Con Franco e Ciccio, serata dedicata a Mariano Morace
di Giona A. Nazzaro
Il cineclub LuganoCinema93 dedica domani, martedì 3 marzo alle 20.30 al Cinema Iride, una serata speciale al suo fondatore Mariano Morace, critico cinematografico e giornalista – a lungo anche collaboratore de ‘laRegione’ – scomparso lo scorso settembre. Lo fa con la proiezione del film di Mario Bava ‘Le spie vengono dal semifreddo’ (1966), una parodia delle pellicole di spionaggio interpretata da Franco Franchi e Ciccio Ingrassia. Accanto alle numerose rassegne proposte negli anni dal cineclub, una che non ha mai visto la luce e a cui Morace teneva in modo particolare era proprio quella su Franco e Ciccio. A introdurre la serata, a entrata libera, sarà il direttore artistico del Locarno Film Festival Giona A. Nazzaro, che all’indomani della morte di Morace lo ricordava come segue.
Una voce inconfondibile
“Mi piace immaginare che Mariano Morace abbia svolto fino all’ultimo momento della sua presenza terrena il lavoro che ha amato. Come l’eroe tabucchiano cui si ispirava la sua puntuta rubrica, Mariano faceva della critica cinematografica un vero e proprio intervento di politica culturale a tutto campo. Non amava i facili consensi di facciata, e ricordo con affetto una conversazione – durante un festival di Locarno – che aveva investito uno dei film selezionati per la Piazza. Mariano sedeva al Caffè Verbano e gli ho chiesto il permesso di sedermi con lui per dargli il mio punto di vista sulla faccenda. Ecco: Mariano era un gentiluomo d’altri tempi. Una persona che aveva del suo lavoro un’idea alta e la difendeva come tale. Sovente, quando ci affrettiamo maldestramente ad abbracciare la modernità in tutti i suoi aspetti, sono proprio le persone come Mariano che ci ricordano che le cose vanno affrontate con serietà, e che il dibattito culturale è lo specchio della società civile. Con la sua passione e determinazione, che si configuravano come una testimonianza a ben vedere, e nonostante le divergenze legittime su questioni specifiche, film o strategie di politica culturale, Mariano faceva del conflitto delle idee il terreno d’elezione del suo agire.

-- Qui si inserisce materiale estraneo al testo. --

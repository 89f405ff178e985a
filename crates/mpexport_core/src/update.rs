use crate::{ArticleOutcome, BatchState, Effect, Msg, SessionState};

/// Pure update function: applies a message to state and returns any effects.
pub fn update(mut state: BatchState, msg: Msg) -> (BatchState, Vec<Effect>) {
    let effects = match msg {
        Msg::RestoreCompleted(urls) => {
            state.restore_completed(urls);
            Vec::new()
        }
        Msg::ArticlesQueued(articles) => {
            match state.session() {
                SessionState::Stopping | SessionState::Finished => {
                    return (state, Vec::new());
                }
                SessionState::Idle | SessionState::Running => {}
            }
            state.enqueue(articles);
            Vec::new()
        }
        Msg::Start => {
            if state.session() == SessionState::Idle {
                state.set_session(SessionState::Running);
                dispatch_next(&mut state)
            } else {
                Vec::new()
            }
        }
        Msg::ArticleStarted { id } => {
            state.mark_started(id);
            Vec::new()
        }
        Msg::ArticleFinished { id, outcome } => {
            if state.current() != Some(id) {
                return (state, Vec::new());
            }
            let after_failure = matches!(outcome, ArticleOutcome::Failed { .. });
            state.finish_current(outcome);
            match state.session() {
                SessionState::Stopping => finish(&mut state),
                SessionState::Running if state.queued_len() == 0 => finish(&mut state),
                SessionState::Running => vec![Effect::Pause { after_failure }],
                SessionState::Idle | SessionState::Finished => Vec::new(),
            }
        }
        Msg::PauseElapsed => match state.session() {
            SessionState::Running => dispatch_next(&mut state),
            SessionState::Stopping => finish(&mut state),
            SessionState::Idle | SessionState::Finished => Vec::new(),
        },
        Msg::StopRequested => match state.session() {
            SessionState::Idle => {
                state.request_stop();
                finish(&mut state)
            }
            SessionState::Running => {
                state.request_stop();
                if state.current_started() {
                    state.set_session(SessionState::Stopping);
                    Vec::new()
                } else {
                    state.requeue_current();
                    finish(&mut state)
                }
            }
            SessionState::Stopping | SessionState::Finished => Vec::new(),
        },
    };

    (state, effects)
}

fn dispatch_next(state: &mut BatchState) -> Vec<Effect> {
    match state.pop_next() {
        Some((id, url)) => vec![Effect::ExportArticle { id, url }],
        None => finish(state),
    }
}

fn finish(state: &mut BatchState) -> Vec<Effect> {
    state.set_session(SessionState::Finished);
    vec![Effect::Finish]
}
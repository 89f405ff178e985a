use scraper::Html;

use crate::markup::{images_in_order, serialize_fragment, Unchanged};

/// Article body isolated from page chrome.
///
/// Holds normalized markup; every constructor goes through the HTML parser,
/// so a fragment is always well-formed. Parse it with [`ContentFragment::document`]
/// when the tree is needed (the tree itself is not `Send`).
#[derive(Debug, Clone, PartialEq, Eq)]
pub struct ContentFragment {
    markup: String,
}

impl ContentFragment {
    pub fn parse(markup: &str) -> Self {
        let html = Html::parse_fragment(markup);
        Self::from_document(&html)
    }

    pub(crate) fn from_document(html: &Html) -> Self {
        Self {
            markup: serialize_fragment(html, &mut Unchanged),
        }
    }

    pub(crate) fn from_serialized(markup: String) -> Self {
        Self { markup }
    }

    pub fn as_html(&self) -> &str {
        &self.markup
    }

    pub fn document(&self) -> Html {
        Html::parse_fragment(&self.markup)
    }

    pub fn image_count(&self) -> usize {
        images_in_order(&self.document()).len()
    }

    pub fn text(&self) -> String {
        self.document().root_element().text().collect()
    }

    /// True when there is visible text or at least one image.
    pub fn has_content(&self) -> bool {
        !self.text().trim().is_empty() || self.image_count() > 0
    }
}
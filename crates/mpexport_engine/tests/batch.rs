mod common;

use std::sync::Arc;

use common::{article_page, exporter, init_logging, StubClient, TestSink};
use mpexport_engine::{
    ArticleSource, BatchPacing, BatchRunner, ExportFormat, FilterConfig, NullProgressSink,
    OutputLayout, PauseRange,
};
use pretty_assertions::assert_eq;
use tempfile::TempDir;
use tokio_util::sync::CancellationToken;

const A: &str = "https://mp.weixin.qq.com/s/a";
const B: &str = "https://mp.weixin.qq.com/s/b";
const C: &str = "https://mp.weixin.qq.com/s/c";

fn three_articles() -> StubClient {
    StubClient::new()
        .with_page(A, article_page("甲", "<p>一</p>"))
        .with_page(B, article_page("乙", "<p>二</p>"))
        .with_page(C, article_page("丙", "<p>三</p>"))
}

fn sources(urls: &[&str]) -> Vec<ArticleSource> {
    urls.iter().map(|url| ArticleSource::from_url(*url)).collect()
}

#[tokio::test(start_paused = true)]
async fn exports_every_article_in_order() {
    init_logging();
    let client = Arc::new(three_articles());
    let exporter = exporter(client.clone(), FilterConfig::default());
    let out = TempDir::new().unwrap();
    let runner = BatchRunner::new(&exporter, BatchPacing::default(), CancellationToken::new());

    let report = runner
        .run(
            sources(&[A, B, C]),
            Vec::new(),
            out.path(),
            ExportFormat::Markdown,
            OutputLayout::Flat,
            &NullProgressSink,
        )
        .await;

    assert_eq!(report.summary.succeeded, 3);
    assert_eq!(report.summary.failed, 0);
    assert_eq!(client.page_urls(), vec![A, B, C]);
    assert!(out.path().join("甲.md").is_file());
    assert!(out.path().join("丙.md").is_file());
}

#[tokio::test(start_paused = true)]
async fn pauses_fall_between_articles() {
    let client = Arc::new(three_articles());
    let exporter = exporter(client.clone(), FilterConfig::default());
    let out = TempDir::new().unwrap();
    let pacing = BatchPacing {
        after_success: PauseRange::from_secs(3, 3),
        ..BatchPacing::default()
    };
    let runner = BatchRunner::new(&exporter, pacing, CancellationToken::new());

    runner
        .run(
            sources(&[A, B]),
            Vec::new(),
            out.path(),
            ExportFormat::Markdown,
            OutputLayout::Flat,
            &NullProgressSink,
        )
        .await;

    let calls = client.page_calls();
    assert_eq!(calls.len(), 2);
    assert!(calls[1].1 - calls[0].1 >= std::time::Duration::from_secs(3));
}

#[tokio::test(start_paused = true)]
async fn failures_are_recorded_and_the_batch_continues() {
    let client = Arc::new(three_articles());
    let exporter = exporter(client.clone(), FilterConfig::default());
    let out = TempDir::new().unwrap();
    let runner = BatchRunner::new(&exporter, BatchPacing::none(), CancellationToken::new());
    let missing = "https://mp.weixin.qq.com/s/missing";

    let report = runner
        .run(
            sources(&[A, missing, C]),
            Vec::new(),
            out.path(),
            ExportFormat::Markdown,
            OutputLayout::Flat,
            &NullProgressSink,
        )
        .await;

    assert_eq!(report.summary.succeeded, 2);
    assert_eq!(report.summary.failed, 1);
    assert_eq!(report.summary.failures[0].url, missing);
    assert_eq!(report.exported.len(), 2);
}

#[tokio::test(start_paused = true)]
async fn duplicates_and_already_exported_urls_are_skipped() {
    let client = Arc::new(three_articles());
    let exporter = exporter(client.clone(), FilterConfig::default());
    let out = TempDir::new().unwrap();
    let runner = BatchRunner::new(&exporter, BatchPacing::none(), CancellationToken::new());

    let report = runner
        .run(
            sources(&[A, "https://mp.weixin.qq.com/s/a#rd", B, C]),
            vec![C.to_string()],
            out.path(),
            ExportFormat::Markdown,
            OutputLayout::Flat,
            &NullProgressSink,
        )
        .await;

    assert_eq!(client.page_urls(), vec![A, B]);
    assert_eq!(report.summary.skipped_duplicates, 2);
    assert_eq!(report.completed_urls.len(), 3);
}

#[tokio::test(start_paused = true)]
async fn cancelled_batch_never_starts_another_fetch() {
    let client = Arc::new(three_articles());
    let exporter = exporter(client.clone(), FilterConfig::default());
    let out = TempDir::new().unwrap();
    let cancel = CancellationToken::new();
    let pacing = BatchPacing {
        after_success: PauseRange::from_secs(60, 60),
        ..BatchPacing::default()
    };
    let runner = BatchRunner::new(&exporter, pacing, cancel.clone());

    let trigger = cancel.clone();
    tokio::spawn(async move {
        tokio::time::sleep(std::time::Duration::from_secs(5)).await;
        trigger.cancel();
    });

    let started = tokio::time::Instant::now();
    let report = runner
        .run(
            sources(&[A, B, C]),
            Vec::new(),
            out.path(),
            ExportFormat::Markdown,
            OutputLayout::Flat,
            &TestSink::new(),
        )
        .await;

    assert!(started.elapsed() < std::time::Duration::from_secs(60));
    assert_eq!(client.page_urls(), vec![A]);
    assert!(report.summary.stopped);
    assert_eq!(report.summary.succeeded, 1);
    assert_eq!(report.summary.not_started, 2);
}

#[tokio::test(start_paused = true)]
async fn cancelled_before_start_exports_nothing() {
    let client = Arc::new(three_articles());
    let exporter = exporter(client.clone(), FilterConfig::default());
    let out = TempDir::new().unwrap();
    let cancel = CancellationToken::new();
    cancel.cancel();
    let runner = BatchRunner::new(&exporter, BatchPacing::none(), cancel);

    let report = runner
        .run(
            sources(&[A, B]),
            Vec::new(),
            out.path(),
            ExportFormat::Markdown,
            OutputLayout::Flat,
            &NullProgressSink,
        )
        .await;

    assert!(client.page_urls().is_empty());
    assert_eq!(report.summary.not_started, 2);
    assert!(report.summary.stopped);
}

#[tokio::test(start_paused = true)]
async fn account_layout_groups_files_by_account() {
    let client = Arc::new(three_articles());
    let exporter = exporter(client, FilterConfig::default());
    let out = TempDir::new().unwrap();
    let runner = BatchRunner::new(&exporter, BatchPacing::none(), CancellationToken::new());
    let mut source = ArticleSource::from_url(A);
    source.account = Some("某公众号".to_string());

    let report = runner
        .run(
            vec![source],
            Vec::new(),
            out.path(),
            ExportFormat::Html,
            OutputLayout::Account,
            &NullProgressSink,
        )
        .await;

    assert_eq!(report.exported[0].filepath, out.path().join("某公众号").join("甲.html"));
    assert!(out.path().join("某公众号").join("images").is_dir());
}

Fino all’ultimo, quando ironizzava sul suo reggersi con un bastone, era chiaro che per Mariano era importante continuare a tessere possibilità di dialogo. Facile, oggi, nell’epoca del click universale e onnipresente, fare ironia – perché inattuale – su una pratica di lavoro e pensiero cui tutti dobbiamo tantissimo. La critica cinematografica era lavoro culturale, di stampo gramsciano – o almeno lo era quella che praticava Mariano, intrecciata con il territorio di cui era espressione e dialetticamente calata nell’agone del suo tempo.
Ho avuto la fortuna di condividere del tempo prezioso con Mariano quando entrambi siamo stati invitati in giuria al Festival di Friborgo. I momenti trascorsi a conversare, mangiucchiando cosette e bevendo qualcosa, le sue preoccupazioni per il festival e i suoi incoraggiamenti non calavano dall’alto ma sorgevano dalla solidarietà di un operatore culturale nei confronti di un altro, semplicemente. Mi piace pensare che in fondo ci fosse anche dell’affetto. Persone, intellettuali, critici cinematografici come Mariano Morace erano e sono i custodi del nostro operato: coloro che lo hanno fatto brillare attraverso il loro lavoro. Di Mariano ci mancherà tutto, anche i sonori disaccordi. Perché siamo stati ricchi e (forse) non lo sapevamo. Ciao Mariano”.